_Task item_
Without changing a single character, copy every record below.

_Data extract_
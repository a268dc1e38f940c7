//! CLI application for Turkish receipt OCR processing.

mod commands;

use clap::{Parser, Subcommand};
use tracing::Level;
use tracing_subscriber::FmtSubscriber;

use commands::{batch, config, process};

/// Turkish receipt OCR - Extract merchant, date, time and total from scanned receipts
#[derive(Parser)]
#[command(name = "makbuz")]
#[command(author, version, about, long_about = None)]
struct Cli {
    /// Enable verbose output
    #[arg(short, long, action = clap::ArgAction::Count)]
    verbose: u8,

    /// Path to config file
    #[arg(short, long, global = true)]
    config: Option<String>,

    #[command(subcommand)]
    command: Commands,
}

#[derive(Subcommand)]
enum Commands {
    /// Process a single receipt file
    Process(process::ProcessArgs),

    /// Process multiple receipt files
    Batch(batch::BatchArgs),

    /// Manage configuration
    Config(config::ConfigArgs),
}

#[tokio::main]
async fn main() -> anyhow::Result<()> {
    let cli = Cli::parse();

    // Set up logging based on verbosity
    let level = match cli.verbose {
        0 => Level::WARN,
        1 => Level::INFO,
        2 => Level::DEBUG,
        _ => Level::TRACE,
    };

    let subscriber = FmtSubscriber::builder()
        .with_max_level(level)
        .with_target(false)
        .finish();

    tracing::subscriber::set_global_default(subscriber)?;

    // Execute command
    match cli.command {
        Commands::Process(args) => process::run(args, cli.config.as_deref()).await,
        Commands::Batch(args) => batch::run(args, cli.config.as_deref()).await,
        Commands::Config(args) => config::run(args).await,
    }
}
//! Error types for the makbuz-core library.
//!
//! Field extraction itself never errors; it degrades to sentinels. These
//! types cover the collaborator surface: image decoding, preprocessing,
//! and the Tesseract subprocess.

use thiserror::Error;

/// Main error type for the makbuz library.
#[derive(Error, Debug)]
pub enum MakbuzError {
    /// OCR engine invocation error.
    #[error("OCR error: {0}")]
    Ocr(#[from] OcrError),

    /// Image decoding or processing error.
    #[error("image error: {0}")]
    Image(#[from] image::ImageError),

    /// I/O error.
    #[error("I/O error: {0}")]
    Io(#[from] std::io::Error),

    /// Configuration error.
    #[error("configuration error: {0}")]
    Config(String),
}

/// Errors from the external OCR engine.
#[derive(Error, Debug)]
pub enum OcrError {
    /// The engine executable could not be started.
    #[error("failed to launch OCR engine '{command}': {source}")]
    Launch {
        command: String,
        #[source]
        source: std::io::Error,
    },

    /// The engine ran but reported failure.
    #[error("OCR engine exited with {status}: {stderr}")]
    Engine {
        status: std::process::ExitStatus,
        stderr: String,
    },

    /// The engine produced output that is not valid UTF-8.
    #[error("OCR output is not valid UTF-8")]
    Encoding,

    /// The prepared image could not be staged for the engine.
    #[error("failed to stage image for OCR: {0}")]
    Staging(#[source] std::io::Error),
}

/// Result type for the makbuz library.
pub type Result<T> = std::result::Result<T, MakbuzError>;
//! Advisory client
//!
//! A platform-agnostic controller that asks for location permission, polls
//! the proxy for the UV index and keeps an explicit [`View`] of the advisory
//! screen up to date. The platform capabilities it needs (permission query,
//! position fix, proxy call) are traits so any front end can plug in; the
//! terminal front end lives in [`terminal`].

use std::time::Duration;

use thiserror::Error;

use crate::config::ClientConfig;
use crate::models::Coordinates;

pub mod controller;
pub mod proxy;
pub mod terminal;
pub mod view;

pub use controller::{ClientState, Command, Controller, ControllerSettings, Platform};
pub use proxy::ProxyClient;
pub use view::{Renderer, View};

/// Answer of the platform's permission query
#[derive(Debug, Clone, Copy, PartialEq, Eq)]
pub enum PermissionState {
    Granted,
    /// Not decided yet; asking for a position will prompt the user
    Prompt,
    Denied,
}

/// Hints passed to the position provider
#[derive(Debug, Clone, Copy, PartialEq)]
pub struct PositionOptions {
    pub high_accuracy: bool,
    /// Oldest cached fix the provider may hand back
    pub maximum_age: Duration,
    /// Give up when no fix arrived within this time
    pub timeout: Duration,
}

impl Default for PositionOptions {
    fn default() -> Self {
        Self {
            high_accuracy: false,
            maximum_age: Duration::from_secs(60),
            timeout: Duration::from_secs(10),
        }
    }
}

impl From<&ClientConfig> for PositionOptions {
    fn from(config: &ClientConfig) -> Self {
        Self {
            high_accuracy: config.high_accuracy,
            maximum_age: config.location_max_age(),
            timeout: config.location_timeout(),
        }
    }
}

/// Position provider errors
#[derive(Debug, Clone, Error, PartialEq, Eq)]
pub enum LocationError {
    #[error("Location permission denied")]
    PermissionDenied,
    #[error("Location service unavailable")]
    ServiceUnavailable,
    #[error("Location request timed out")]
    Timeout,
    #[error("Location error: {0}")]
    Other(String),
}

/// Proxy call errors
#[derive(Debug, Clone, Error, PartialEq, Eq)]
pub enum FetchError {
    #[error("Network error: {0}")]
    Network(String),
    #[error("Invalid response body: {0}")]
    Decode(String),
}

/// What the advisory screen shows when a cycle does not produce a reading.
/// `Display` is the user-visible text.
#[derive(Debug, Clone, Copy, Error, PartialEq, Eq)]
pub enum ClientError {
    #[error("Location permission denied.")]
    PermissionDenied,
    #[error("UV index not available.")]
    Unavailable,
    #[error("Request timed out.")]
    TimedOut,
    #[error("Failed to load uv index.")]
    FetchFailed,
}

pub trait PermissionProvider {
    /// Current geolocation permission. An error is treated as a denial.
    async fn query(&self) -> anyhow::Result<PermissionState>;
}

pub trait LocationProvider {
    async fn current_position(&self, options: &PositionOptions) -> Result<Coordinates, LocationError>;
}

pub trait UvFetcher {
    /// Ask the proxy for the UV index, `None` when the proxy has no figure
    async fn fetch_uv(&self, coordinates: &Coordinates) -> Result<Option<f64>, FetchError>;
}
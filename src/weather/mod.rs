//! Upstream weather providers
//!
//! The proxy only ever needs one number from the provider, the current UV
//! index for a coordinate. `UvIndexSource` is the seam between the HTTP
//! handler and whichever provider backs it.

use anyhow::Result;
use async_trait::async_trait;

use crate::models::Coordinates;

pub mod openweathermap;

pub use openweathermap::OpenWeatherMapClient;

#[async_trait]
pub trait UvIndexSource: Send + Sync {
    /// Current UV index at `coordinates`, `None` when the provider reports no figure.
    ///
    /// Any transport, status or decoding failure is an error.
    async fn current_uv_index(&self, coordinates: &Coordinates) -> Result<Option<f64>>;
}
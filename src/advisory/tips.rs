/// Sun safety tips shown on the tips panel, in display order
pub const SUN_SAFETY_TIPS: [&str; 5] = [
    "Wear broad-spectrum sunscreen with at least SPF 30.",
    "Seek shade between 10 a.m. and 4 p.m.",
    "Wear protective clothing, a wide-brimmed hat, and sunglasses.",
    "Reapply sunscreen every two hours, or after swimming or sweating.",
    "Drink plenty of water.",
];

_Task answer_
repository a268dc1e38f940c7
//! CLI application for Turkish receipt OCR processing.

mod commands;

use clap::{Parser, Subcommand};
use tracing::Level;
use tracing_subscriber::FmtSubscriber;

use commands::{batch, config, process};

/// Turkish receipt OCR - Extract merchant, date, time and total from scanned receipts
#[derive(Parser)]
#[command(name = "makbuz")]
#[command(author, version, about, long_about = None)]
struct Cli {
    /// Enable verbose output
    #[arg(short, long, action = clap::ArgAction::Count)]
    verbose: u8,

    /// Path to config file
    #[arg(short, long, global = true)]
    config: Option<String>,

    #[command(subcommand)]
    command: Commands,
}

#[derive(Subcommand)]
enum Commands {
    /// Process a single receipt file
    Process(process::ProcessArgs),

    /// Process multiple receipt files
    Batch(batch::BatchArgs),

    /// Manage configuration
    Config(config::ConfigArgs),
}

#[tokio::main]
async fn main() -> anyhow::Result<()> {
    let cli = Cli::parse();

    // Set up logging based on verbosity
    let level = match cli.verbose {
        0 => Level::WARN,
        1 => Level::INFO,
        2 => Level::DEBUG,
        _ => Level::TRACE,
    };

    let subscriber = FmtSubscriber::builder()
        .with_max_level(level)
        .with_target(false)
        .finish();

    tracing::subscriber::set_global_default(subscriber)?;

    // Execute command
    match cli.command {
        Commands::Process(args) => process::run(args, cli.config.as_deref()).await,
        Commands::Batch(args) => batch::run(args, cli.config.as_deref()).await,
        Commands::Config(args) => config::run(args).await,
    }
}
//! Error types for the makbuz-core library.
//!
//! Field extraction itself never errors; it degrades to sentinels. These
//! types cover the collaborator surface: image decoding, preprocessing,
//! and the Tesseract subprocess.

use thiserror::Error;

/// Main error type for the makbuz library.
#[derive(Error, Debug)]
pub enum MakbuzError {
    /// OCR engine invocation error.
    #[error("OCR error: {0}")]
    Ocr(#[from] OcrError),

    /// Image decoding or processing error.
    #[error("image error: {0}")]
    Image(#[from] image::ImageError),

    /// I/O error.
    #[error("I/O error: {0}")]
    Io(#[from] std::io::Error),

    /// Configuration error.
    #[error("configuration error: {0}")]
    Config(String),
}

/// Errors from the external OCR engine.
#[derive(Error, Debug)]
pub enum OcrError {
    /// The engine executable could not be started.
    #[error("failed to launch OCR engine '{command}': {source}")]
    Launch {
        command: String,
        #[source]
        source: std::io::Error,
    },

    /// The engine ran but reported failure.
    #[error("OCR engine exited with {status}: {stderr}")]
    Engine {
        status: std::process::ExitStatus,
        stderr: String,
    },

    /// The engine produced output that is not valid UTF-8.
    #[error("OCR output is not valid UTF-8")]
    Encoding,

    /// The prepared image could not be staged for the engine.
    #[error("failed to stage image for OCR: {0}")]
    Staging(#[source] std::io::Error),
}

/// Result type for the makbuz library.
pub type Result<T> = std::result::Result<T, MakbuzError>;
//! Advisory client
//!
//! A platform-agnostic controller that asks for location permission, polls
//! the proxy for the UV index and keeps an explicit [`View`] of the advisory
//! screen up to date. The platform capabilities it needs (permission query,
//! position fix, proxy call) are traits so any front end can plug in; the
//! terminal front end lives in [`terminal`].

use std::time::Duration;

use thiserror::Error;

use crate::config::ClientConfig;
use crate::models::Coordinates;

pub mod controller;
pub mod proxy;
pub mod terminal;
pub mod view;

pub use controller::{ClientState, Command, Controller, ControllerSettings, Platform};
pub use proxy::ProxyClient;
pub use view::{Renderer, View};

/// Answer of the platform's permission query
#[derive(Debug, Clone, Copy, PartialEq, Eq)]
pub enum PermissionState {
    Granted,
    /// Not decided yet; asking for a position will prompt the user
    Prompt,
    Denied,
}

/// Hints passed to the position provider
#[derive(Debug, Clone, Copy, PartialEq)]
pub struct PositionOptions {
    pub high_accuracy: bool,
    /// Oldest cached fix the provider may hand back
    pub maximum_age: Duration,
    /// Give up when no fix arrived within this time
    pub timeout: Duration,
}

impl Default for PositionOptions {
    fn default() -> Self {
        Self {
            high_accuracy: false,
            maximum_age: Duration::from_secs(60),
            timeout: Duration::from_secs(10),
        }
    }
}

impl From<&ClientConfig> for PositionOptions {
    fn from(config: &ClientConfig) -> Self {
        Self {
            high_accuracy: config.high_accuracy,
            maximum_age: config.location_max_age(),
            timeout: config.location_timeout(),
        }
    }
}

/// Position provider errors
#[derive(Debug, Clone, Error, PartialEq, Eq)]
pub enum LocationError {
    #[error("Location permission denied")]
    PermissionDenied,
    #[error("Location service unavailable")]
    ServiceUnavailable,
    #[error("Location request timed out")]
    Timeout,
    #[error("Location error: {0}")]
    Other(String),
}

/// Proxy call errors
#[derive(Debug, Clone, Error, PartialEq, Eq)]
pub enum FetchError {
    #[error("Network error: {0}")]
    Network(String),
    #[error("Invalid response body: {0}")]
    Decode(String),
}

/// What the advisory screen shows when a cycle does not produce a reading.
/// `Display` is the user-visible text.
#[derive(Debug, Clone, Copy, Error, PartialEq, Eq)]
pub enum ClientError {
    #[error("Location permission denied.")]
    PermissionDenied,
    #[error("UV index not available.")]
    Unavailable,
    #[error("Request timed out.")]
    TimedOut,
    #[error("Failed to load uv index.")]
    FetchFailed,
}

pub trait PermissionProvider {
    /// Current geolocation permission. An error is treated as a denial.
    async fn query(&self) -> anyhow::Result<PermissionState>;
}

pub trait LocationProvider {
    async fn current_position(&self, options: &PositionOptions) -> Result<Coordinates, LocationError>;
}

pub trait UvFetcher {
    /// Ask the proxy for the UV index, `None` when the proxy has no figure
    async fn fetch_uv(&self, coordinates: &Coordinates) -> Result<Option<f64>, FetchError>;
}
filename src/weather/mod.rs
//! Upstream weather providers
//!
//! The proxy only ever needs one number from the provider, the current UV
//! index for a coordinate. `UvIndexSource` is the seam between the HTTP
//! handler and whichever provider backs it.

use anyhow::Result;
use async_trait::async_trait;

use crate::models::Coordinates;

pub mod openweathermap;

pub use openweathermap::OpenWeatherMapClient;

#[async_trait]
pub trait UvIndexSource: Send + Sync {
    /// Current UV index at `coordinates`, `None` when the provider reports no figure.
    ///
    /// Any transport, status or decoding failure is an error.
    async fn current_uv_index(&self, coordinates: &Coordinates) -> Result<Option<f64>>;
}
filename src/advisory/tips.rs
/// Sun safety tips shown on the tips panel, in display order
pub const SUN_SAFETY_TIPS: [&str; 5] = [
    "Wear broad-spectrum sunscreen with at least SPF 30.",
    "Seek shade between 10 a.m. and 4 p.m.",
    "Wear protective clothing, a wide-brimmed hat, and sunglasses.",
    "Reapply sunscreen every two hours, or after swimming or sweating.",
    "Drink plenty of water.",
];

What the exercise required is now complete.